Coconut Edamame Quinoa Salad

A low-fat, healthy and nutritious recipe that makes for a perfect vegetarian meal. It’s also a perfect dinner-to-lunch recipe; leftovers make for a great packed lunch for the office. 4-6 servings.

Course Salad
Category Vegetarian
Prep Time 10 minutes
Cook Time 20 minutes
Total Time 30 minutes
Servings 4
Autor Elle


For the salad:

  • 1 cup uncooked quinoa (200 g), rinsed
  • 1 1/2 cups frozen shelled edamame (young soybeans), thawed (200 g)*
  • 1 sweet pointed red pepper, diced
  • 1 medium red onion, diced
  • 1 small bunch cilantro, chopped
  • 1 cup unsweetened coconut flakes, (50 g)
  • 1/2 cup slivered almonds, lightly toasted (50 g)
  • 1/2 cup organic dried cranberries, (50 g) coarsely chopped
  • 2-3 handfuls baby spinach or arugula, roughly chopped

For the dressing:

  • 3 tablespoons unseasoned rice wine vinegar (Japanese)
  • 2 tablespoons freshly squeezed lime juice
  • 2 tablespoons extra-virgin olive oil
  • 1 tablespoon honey
  • 1/2 teaspoon Dijon mustard
  • 1 tablespoon chopped fresh mint
  • 1/4 teaspoon sea salt
  • freshly ground black pepper, to taste


  1. To cook the quinoa, rinse the uncooked quinoa in a fine mesh strainer. Place in a medium saucepan and cover with 2 cups (500 ml) water.
  2. Bring to a low boil, then reduce heat to low, cover and simmer until most of the liquid has been absorbed and the quinoa is light and fluffy, about 15 minutes.

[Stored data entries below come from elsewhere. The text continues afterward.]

use std::fmt;
use std::sync::atomic::{AtomicI32, Ordering};

/// Severity of a [`Record`](crate::record::Record).
///
/// Levels are plain integers so callers can define fine-grained custom
/// levels between the four named ones. Higher is more severe.
#[derive(Debug, Clone, Copy, PartialEq, Eq, PartialOrd, Ord, Hash)]
pub struct Level(pub i32);

impl Level {
    pub const DEBUG: Level = Level(-4);
    pub const INFO: Level = Level(0);
    pub const WARN: Level = Level(4);
    pub const ERROR: Level = Level(8);

    /// Parse a level name, case-insensitively.
    ///
    /// Accepts `debug`, `info`, `warn`/`warning` and `error`. Anything
    /// else maps to [`Level::INFO`]; a bad level string is never fatal.
    pub fn parse(s: &str) -> Level {
        match s.trim().to_ascii_lowercase().as_str() {
            "debug" => Level::DEBUG,
            "warn" | "warning" => Level::WARN,
            "error" => Level::ERROR,
            _ => Level::INFO,
        }
    }
}

impl Default for Level {
    fn default() -> Self {
        Level::INFO
    }
}

impl fmt::Display for Level {
    fn fmt(&self, f: &mut fmt::Formatter<'_>) -> fmt::Result {
        let (name, base) = if self.0 < Level::INFO.0 {
            ("DEBUG", Level::DEBUG.0)
        } else if self.0 < Level::WARN.0 {
            ("INFO", Level::INFO.0)
        } else if self.0 < Level::ERROR.0 {
            ("WARN", Level::WARN.0)
        } else {
            ("ERROR", Level::ERROR.0)
        };
        let delta = self.0 - base;
        if delta == 0 {
            f.write_str(name)
        } else {
            write!(f, "{}{:+}", name, delta)
        }
    }
}

impl From<&tracing::Level> for Level {
    fn from(level: &tracing::Level) -> Self {
        match *level {
            tracing::Level::TRACE => Level(Level::DEBUG.0 - 4),
            tracing::Level::DEBUG => Level::DEBUG,
            tracing::Level::INFO => Level::INFO,
            tracing::Level::WARN => Level::WARN,
            tracing::Level::ERROR => Level::ERROR,
        }
    }
}

/// Minimum level that can be changed at runtime from any thread.
#[derive(Debug, Default)]
pub struct LevelVar(AtomicI32);

impl LevelVar {
    pub fn new(level: Level) -> Self {
        LevelVar(AtomicI32::new(level.0))
    }

    pub fn level(&self) -> Level {
        Level(self.0.load(Ordering::Relaxed))
    }

    pub fn set(&self, level: Level) {
        self.0.store(level.0, Ordering::Relaxed);
    }
}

Remove from heat, fluff with a fork, and then place lid back on to steam for another 4-5 minutes. Transfer the quinoa to a large serving bowl to fully cool.
  3. One the quinoa is fully cool, fluff with a fork. Add all other salad ingredients, pour over dressing and toss to combine. Serve at room temperature or chilled. Enjoy!


Fresh fava beans (or even fresh peas) make a great alternative to edamame.